## Try it
Scan the data below for the string "after". Copy every line where it appears.

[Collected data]
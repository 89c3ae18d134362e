//! A small fully connected feed-forward network used as an evolvable
//! controller.

use rand::Rng;
use serde::{Deserialize, Serialize};

use sdc_core::{AgentId, AgentRng, Command};

use crate::{DecisionError, DecisionFunction, DecisionResult, ExtraInput, Observation, SimContext};

/// How the output layer becomes a [`Command`].
#[derive(Copy, Clone, Debug, Default, PartialEq, Eq, Hash, Serialize, Deserialize)]
pub enum OutputDecoding {
    /// Two outputs (throttle, steering) through the dead zone.
    #[default]
    Signs,
    /// Nine outputs; the arg-max picks one of the 3 × 3 commands.
    OneHot,
}

impl OutputDecoding {
    #[inline]
    pub fn output_len(self) -> usize {
        match self {
            OutputDecoding::Signs  => 2,
            OutputDecoding::OneHot => 9,
        }
    }

    pub fn decode(self, outputs: &[f32]) -> Command {
        match self {
            OutputDecoding::Signs => match outputs {
                [throttle, steering, ..] => Command::from_signs(*throttle, *steering),
                _ => Command::NEUTRAL,
            },
            OutputDecoding::OneHot => {
                // First maximum wins; NaNs never win.
                let mut best: Option<(usize, f32)> = None;
                for (i, &v) in outputs.iter().enumerate() {
                    if v.is_nan() {
                        continue;
                    }
                    if best.is_none_or(|(_, b)| v > b) {
                        best = Some((i, v));
                    }
                }
                best.map_or(Command::NEUTRAL, |(i, _)| Command::from_one_hot(i))
            }
        }
    }
}

/// One dense layer, weights stored row-major (`outputs × inputs`).
#[derive(Clone, Debug, PartialEq, Serialize, Deserialize)]
struct Layer {
    inputs:  usize,
    outputs: usize,
    weights: Vec<f32>,
    biases:  Vec<f32>,
}

impl Layer {
    fn random<R: Rng + ?Sized>(inputs: usize, outputs: usize, rng: &mut R) -> Self {
        // Uniform in ±1/√fan_in keeps tanh out of saturation at init.
        let bound = 1.0 / (inputs.max(1) as f32).sqrt();
        Self {
            inputs,
            outputs,
            weights: (0..inputs * outputs).map(|_| rng.gen_range(-bound..=bound)).collect(),
            biases:  (0..outputs).map(|_| rng.gen_range(-bound..=bound)).collect(),
        }
    }

    fn forward(&self, input: &[f32], out: &mut Vec<f32>) {
        out.clear();
        for (row, bias) in self.weights.chunks_exact(self.inputs.max(1)).zip(&self.biases) {
            let sum: f32 = row.iter().zip(input).map(|(w, x)| w * x).sum();
            out.push((sum + bias).tanh());
        }
    }

    fn check(&self) -> DecisionResult<()> {
        if self.weights.len() != self.inputs * self.outputs {
            return Err(DecisionError::ShapeMismatch {
                expected: self.inputs * self.outputs,
                got:      self.weights.len(),
                what:     "weights",
            });
        }
        if self.biases.len() != self.outputs {
            return Err(DecisionError::ShapeMismatch {
                expected: self.outputs,
                got:      self.biases.len(),
                what:     "biases",
            });
        }
        Ok(())
    }
}

/// Fully connected `tanh` network.
///
/// Input is the radar vector followed by the configured [`ExtraInput`];
/// output is decoded with [`OutputDecoding`].
#[derive(Clone, Debug, PartialEq, Serialize, Deserialize)]
pub struct FeedForwardNet {
    layers:   Vec<Layer>,
    decoding: OutputDecoding,
    extra:    ExtraInput,
}

impl FeedForwardNet {
    /// Randomly initialized network with the given hidden layer widths.
    ///
    /// `inputs` must already include the extra input, if any.
    pub fn random<R: Rng + ?Sized>(
        inputs:   usize,
        hidden:   &[usize],
        decoding: OutputDecoding,
        extra:    ExtraInput,
        rng:      &mut R,
    ) -> DecisionResult<Self> {
        if inputs == 0 {
            return Err(DecisionError::Config("network needs at least one input".into()));
        }
        if let Some(pos) = hidden.iter().position(|&w| w == 0) {
            return Err(DecisionError::Config(format!("hidden layer {pos} has zero width")));
        }
        let mut widths = Vec::with_capacity(hidden.len() + 2);
        widths.push(inputs);
        widths.extend_from_slice(hidden);
        widths.push(decoding.output_len());

        let layers = widths.windows(2).map(|w| Layer::random(w[0], w[1], rng)).collect();
        Ok(Self { layers, decoding, extra })
    }

    #[inline]
    pub fn decoding(&self) -> OutputDecoding {
        self.decoding
    }

    #[inline]
    pub fn extra_input(&self) -> ExtraInput {
        self.extra
    }

    /// Width of the input layer.
    pub fn inputs(&self) -> usize {
        self.layers.first().map_or(0, |l| l.inputs)
    }

    /// Width of the output layer.
    pub fn outputs(&self) -> usize {
        self.layers.last().map_or(0, |l| l.outputs)
    }

    /// Total number of weights and biases.
    pub fn parameter_count(&self) -> usize {
        self.layers.iter().map(|l| l.weights.len() + l.biases.len()).sum()
    }

    /// Check internal consistency, e.g. after loading an artifact.
    pub fn validate(&self) -> DecisionResult<()> {
        if self.layers.is_empty() {
            return Err(DecisionError::Config("network has no layers".into()));
        }
        for layer in &self.layers {
            layer.check()?;
        }
        for pair in self.layers.windows(2) {
            if pair[0].outputs != pair[1].inputs {
                return Err(DecisionError::ShapeMismatch {
                    expected: pair[0].outputs,
                    got:      pair[1].inputs,
                    what:     "layer inputs",
                });
            }
        }
        if self.outputs() != self.decoding.output_len() {
            return Err(DecisionError::ShapeMismatch {
                expected: self.decoding.output_len(),
                got:      self.outputs(),
                what:     "outputs",
            });
        }
        Ok(())
    }

    /// Run the network.  Missing inputs read as zero; extra ones are ignored.
    pub fn forward(&self, input: &[f32]) -> Vec<f32> {
        let mut current: Vec<f32> = input.to_vec();
        current.resize(self.inputs(), 0.0);
        let mut next = Vec::new();
        for layer in &self.layers {
            layer.forward(&current, &mut next);
            std::mem::swap(&mut current, &mut next);
        }
        current
    }

    /// Perturb each parameter with probability `rate` by a triangular step of
    /// at most `±scale`.
    pub fn mutate<R: Rng + ?Sized>(&mut self, rate: f64, scale: f32, rng: &mut R) {
        let rate = rate.clamp(0.0, 1.0);
        for layer in &mut self.layers {
            for p in layer.weights.iter_mut().chain(layer.biases.iter_mut()) {
                if rng.gen_bool(rate) {
                    let delta = (rng.gen_range(-1.0f32..=1.0) + rng.gen_range(-1.0f32..=1.0)) * 0.5;
                    *p += delta * scale;
                }
            }
        }
    }
}

impl DecisionFunction for FeedForwardNet {
    fn decide(
        &self,
        _agent: AgentId,
        obs:    &Observation<'_>,
        _ctx:   &SimContext<'_>,
        _rng:   &mut AgentRng,
    ) -> Command {
        let mut input = Vec::with_capacity(obs.input_len(self.extra));
        obs.write_inputs(self.extra, &mut input);
        self.decoding.decode(&self.forward(&input))
    }

    fn input_len(&self) -> Option<usize> {
        Some(self.inputs())
    }
}
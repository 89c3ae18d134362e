//! The two scoring policies.

use sdc_core::Vec2;
use sdc_sensor::ContactReport;
use sdc_vehicle::{AgentState, TerminalKind};

use crate::{ScoringError, ScoringResult};

#[derive(Copy, Clone, Debug, PartialEq)]
#[cfg_attr(feature = "serde", derive(serde::Serialize, serde::Deserialize))]
pub enum ScoringPolicy {
    /// `movement += clear_points · |v| · speed_reward − time_cost`.
    TrackFollowing {
        speed_reward: f32,
        time_cost:    f32,
    },
    /// Progress toward the target, anti-idling pressure, success snap.
    GoalSeeking {
        /// Below this speed the agent counts as idle.
        idle_speed:        f32,
        idle_penalty:      f32,
        moving_penalty:    f32,
        /// Distance score above which the agent is parked.
        success_threshold: f32,
        /// Distance score awarded on parking.
        success_bonus:     f32,
    },
}

impl ScoringPolicy {
    pub const TRACK_FOLLOWING: ScoringPolicy = ScoringPolicy::TrackFollowing {
        speed_reward: 0.001,
        time_cost:    0.01,
    };

    pub const GOAL_SEEKING: ScoringPolicy = ScoringPolicy::GoalSeeking {
        idle_speed:        1.0,
        idle_penalty:      0.1,
        moving_penalty:    0.01,
        success_threshold: 99.0,
        success_bonus:     1_000.0,
    };

    #[inline]
    pub fn needs_target(&self) -> bool {
        matches!(self, ScoringPolicy::GoalSeeking { .. })
    }

    pub fn validate(&self) -> ScoringResult<()> {
        let fields: Vec<(&'static str, f32)> = match *self {
            ScoringPolicy::TrackFollowing { speed_reward, time_cost } => {
                vec![("speed_reward", speed_reward), ("time_cost", time_cost)]
            }
            ScoringPolicy::GoalSeeking {
                idle_speed,
                idle_penalty,
                moving_penalty,
                success_threshold,
                success_bonus,
            } => vec![
                ("idle_speed", idle_speed),
                ("idle_penalty", idle_penalty),
                ("moving_penalty", moving_penalty),
                ("success_threshold", success_threshold),
                ("success_bonus", success_bonus),
            ],
        };
        for (field, value) in fields {
            if !value.is_finite() || value < 0.0 {
                return Err(ScoringError::InvalidParam { field, value });
            }
        }
        if let ScoringPolicy::GoalSeeking { success_threshold, .. } = *self {
            if success_threshold > 100.0 {
                return Err(ScoringError::InvalidParam {
                    field: "success_threshold",
                    value: success_threshold,
                });
            }
        }
        Ok(())
    }

    /// Update `state`'s scores after this tick's sensing pass.
    ///
    /// `target` is the surface's target position; goal-seeking without one
    /// only applies the movement term.
    pub fn score(&self, state: &mut AgentState, contact: &ContactReport, target: Option<Vec2>) {
        match *self {
            ScoringPolicy::TrackFollowing { speed_reward, time_cost } => {
                state.movement_score +=
                    contact.clear_points as f32 * state.velocity.abs() * speed_reward - time_cost;
            }

            ScoringPolicy::GoalSeeking {
                idle_speed,
                idle_penalty,
                moving_penalty,
                success_threshold,
                success_bonus,
            } => {
                state.movement_score -= if state.velocity.abs() < idle_speed {
                    idle_penalty
                } else {
                    moving_penalty
                };

                if let Some(target) = target {
                    let distance = state.position.distance(target);
                    let initial = match state.initial_target_distance {
                        Some(d) => d,
                        None if distance > 0.0 => {
                            state.initial_target_distance = Some(distance);
                            distance
                        }
                        None => 0.0,
                    };
                    state.distance_score = if initial > 0.0 {
                        (100.0 * (initial - distance) / initial).max(0.0)
                    } else {
                        0.0
                    };
                    state.target_ratio = state.distance_score / 100.0;

                    if state.distance_score > success_threshold
                        && state.terminal != TerminalKind::Collided
                    {
                        state.distance_score = success_bonus;
                        state.stop(TerminalKind::Parked);
                    }
                }
            }
        }
        state.total_score = state.distance_score + state.movement_score;
    }
}

impl Default for ScoringPolicy {
    fn default() -> Self {
        Self::TRACK_FOLLOWING
    }
}
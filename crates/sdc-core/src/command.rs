//! Discrete control commands and their decoding from controller outputs.
//!
//! A decision function ultimately produces one [`Command`] per tick: a
//! longitudinal [`Direction`] and a steering [`Rotation`].  Two decodings are
//! supported for numeric controller outputs:
//!
//! - **signs** — two continuous values in `[-1, 1]`, each mapped through a
//!   ±[`DEAD_ZONE`] band to `-1 / 0 / +1`;
//! - **one-hot** — the arg-max index of nine outputs, split as
//!   `(index / 3, index % 3)` and shifted to `-1 / 0 / +1`.
//!
//! In both cases `+1` means *forward* and *right*.

/// Magnitude below which a continuous output is read as "neutral".
pub const DEAD_ZONE: f32 = 0.33;

/// Longitudinal input.
#[derive(Copy, Clone, Debug, Default, PartialEq, Eq, Hash)]
#[cfg_attr(feature = "serde", derive(serde::Serialize, serde::Deserialize))]
pub enum Direction {
    Forward,
    Backward,
    #[default]
    Neutral,
}

impl Direction {
    /// `+1 → Forward`, `-1 → Backward`, anything else `→ Neutral`.
    #[inline]
    pub fn from_sign(sign: i32) -> Self {
        match sign.signum() {
            1  => Direction::Forward,
            -1 => Direction::Backward,
            _  => Direction::Neutral,
        }
    }
}

/// Steering input.
#[derive(Copy, Clone, Debug, Default, PartialEq, Eq, Hash)]
#[cfg_attr(feature = "serde", derive(serde::Serialize, serde::Deserialize))]
pub enum Rotation {
    Left,
    Right,
    #[default]
    Neutral,
}

impl Rotation {
    /// `+1 → Right`, `-1 → Left`, anything else `→ Neutral`.
    #[inline]
    pub fn from_sign(sign: i32) -> Self {
        match sign.signum() {
            1  => Rotation::Right,
            -1 => Rotation::Left,
            _  => Rotation::Neutral,
        }
    }
}

/// One tick's worth of control input.
#[derive(Copy, Clone, Debug, Default, PartialEq, Eq, Hash)]
#[cfg_attr(feature = "serde", derive(serde::Serialize, serde::Deserialize))]
pub struct Command {
    pub direction: Direction,
    pub rotation:  Rotation,
}

impl Command {
    /// Coast with the wheel centered.
    pub const NEUTRAL: Command = Command {
        direction: Direction::Neutral,
        rotation:  Rotation::Neutral,
    };

    #[inline]
    pub const fn new(direction: Direction, rotation: Rotation) -> Self {
        Self { direction, rotation }
    }

    /// Decode two continuous outputs (throttle, steering) using the dead zone.
    ///
    /// Non-finite values decode as neutral.
    pub fn from_signs(throttle: f32, steering: f32) -> Self {
        Self {
            direction: Direction::from_sign(dead_zone_sign(throttle)),
            rotation:  Rotation::from_sign(dead_zone_sign(steering)),
        }
    }

    /// Decode the arg-max index of a nine-way output layer.
    ///
    /// Indices `>= 9` decode as neutral.
    pub fn from_one_hot(index: usize) -> Self {
        if index >= 9 {
            return Self::NEUTRAL;
        }
        let (direction, rotation) = (index / 3, index % 3);
        Self {
            direction: Direction::from_sign(direction as i32 - 1),
            rotation:  Rotation::from_sign(rotation as i32 - 1),
        }
    }
}

fn dead_zone_sign(value: f32) -> i32 {
    if value.is_finite() && value.abs() >= DEAD_ZONE {
        if value > 0.0 { 1 } else { -1 }
    } else {
        0
    }
}
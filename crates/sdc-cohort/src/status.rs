//! Where a generation is in its life cycle.

/// Why a generation stopped.
#[derive(Copy, Clone, Debug, PartialEq, Eq, Hash)]
#[cfg_attr(feature = "serde", derive(serde::Serialize, serde::Deserialize))]
pub enum EndReason {
    /// Every agent collided or parked.
    AllDead,
    /// The tick count reached the time budget.
    TimeExpired,
    /// The host asked for a new map mid-generation.
    Aborted,
}

impl EndReason {
    pub fn as_str(self) -> &'static str {
        match self {
            EndReason::AllDead     => "all_dead",
            EndReason::TimeExpired => "time_expired",
            EndReason::Aborted     => "aborted",
        }
    }
}

/// `Idle → Running → Ended(reason) → Running → …`
///
/// The surface has already been regenerated by the time a status reads
/// `Ended`.
#[derive(Copy, Clone, Debug, Default, PartialEq, Eq, Hash)]
#[cfg_attr(feature = "serde", derive(serde::Serialize, serde::Deserialize))]
pub enum GenerationStatus {
    #[default]
    Idle,
    Running,
    Ended(EndReason),
}

impl GenerationStatus {
    #[inline]
    pub fn is_running(self) -> bool {
        self == GenerationStatus::Running
    }

    #[inline]
    pub fn is_ended(self) -> bool {
        matches!(self, GenerationStatus::Ended(_))
    }
}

## Your solution
    /// Check internal consistency, e.g. after loading an artifact.
    /// Update `state`'s scores after this tick's sensing pass.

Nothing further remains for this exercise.